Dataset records
◆ ◆ ◆ ◆ ◆

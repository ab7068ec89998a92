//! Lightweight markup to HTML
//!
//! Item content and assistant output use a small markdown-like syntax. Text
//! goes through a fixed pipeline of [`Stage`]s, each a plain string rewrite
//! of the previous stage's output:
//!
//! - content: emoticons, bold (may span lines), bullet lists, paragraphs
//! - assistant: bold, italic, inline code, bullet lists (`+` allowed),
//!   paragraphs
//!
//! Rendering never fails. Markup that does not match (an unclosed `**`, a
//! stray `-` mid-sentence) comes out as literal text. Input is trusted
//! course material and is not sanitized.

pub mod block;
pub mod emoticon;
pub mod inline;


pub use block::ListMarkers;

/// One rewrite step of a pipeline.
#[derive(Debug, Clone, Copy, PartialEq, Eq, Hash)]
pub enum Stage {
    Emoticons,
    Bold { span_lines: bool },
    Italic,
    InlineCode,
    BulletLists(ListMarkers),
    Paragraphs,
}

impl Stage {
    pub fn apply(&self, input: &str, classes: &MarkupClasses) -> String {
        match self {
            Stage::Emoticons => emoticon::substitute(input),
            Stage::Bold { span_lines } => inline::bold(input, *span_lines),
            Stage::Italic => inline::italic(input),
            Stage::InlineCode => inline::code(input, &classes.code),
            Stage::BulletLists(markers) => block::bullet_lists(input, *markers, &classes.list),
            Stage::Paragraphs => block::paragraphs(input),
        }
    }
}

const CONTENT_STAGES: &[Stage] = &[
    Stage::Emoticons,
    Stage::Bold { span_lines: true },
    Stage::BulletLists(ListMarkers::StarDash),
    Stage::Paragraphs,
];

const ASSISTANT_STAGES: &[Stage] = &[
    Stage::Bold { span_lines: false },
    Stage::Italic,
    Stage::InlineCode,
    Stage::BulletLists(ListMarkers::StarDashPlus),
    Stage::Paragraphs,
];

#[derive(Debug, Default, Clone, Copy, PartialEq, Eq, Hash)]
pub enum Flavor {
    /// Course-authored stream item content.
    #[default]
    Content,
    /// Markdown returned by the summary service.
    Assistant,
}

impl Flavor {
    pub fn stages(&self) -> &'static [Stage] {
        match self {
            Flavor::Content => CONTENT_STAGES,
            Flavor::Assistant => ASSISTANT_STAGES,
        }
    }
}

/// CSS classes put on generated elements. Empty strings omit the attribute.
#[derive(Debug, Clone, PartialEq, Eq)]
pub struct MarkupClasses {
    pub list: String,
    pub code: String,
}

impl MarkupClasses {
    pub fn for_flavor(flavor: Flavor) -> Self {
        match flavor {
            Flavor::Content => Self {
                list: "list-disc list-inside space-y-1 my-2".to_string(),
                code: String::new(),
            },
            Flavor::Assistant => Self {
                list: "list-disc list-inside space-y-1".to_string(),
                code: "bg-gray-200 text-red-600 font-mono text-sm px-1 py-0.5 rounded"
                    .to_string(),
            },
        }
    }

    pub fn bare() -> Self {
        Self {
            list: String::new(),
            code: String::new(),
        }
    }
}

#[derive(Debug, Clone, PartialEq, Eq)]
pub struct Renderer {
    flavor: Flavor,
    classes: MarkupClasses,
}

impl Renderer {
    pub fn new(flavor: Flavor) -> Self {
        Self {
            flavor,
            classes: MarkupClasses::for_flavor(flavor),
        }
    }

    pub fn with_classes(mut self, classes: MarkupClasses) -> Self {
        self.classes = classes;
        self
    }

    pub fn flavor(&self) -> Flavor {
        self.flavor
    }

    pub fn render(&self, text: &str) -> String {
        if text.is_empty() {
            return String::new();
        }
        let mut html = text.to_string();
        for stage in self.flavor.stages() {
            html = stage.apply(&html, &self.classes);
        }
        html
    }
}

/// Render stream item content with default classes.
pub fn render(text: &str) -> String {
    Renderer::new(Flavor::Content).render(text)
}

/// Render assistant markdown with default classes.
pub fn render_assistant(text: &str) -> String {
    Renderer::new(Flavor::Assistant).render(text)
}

◆ ◆ ◆ ◆ ◆

YOUR INSTRUCTIONS: Make a copy of each line in the records above that has the word "disc".

ANSWER SECTION:
                list: "list-disc list-inside space-y-1 my-2".to_string(),
                list: "list-disc list-inside space-y-1".to_string(),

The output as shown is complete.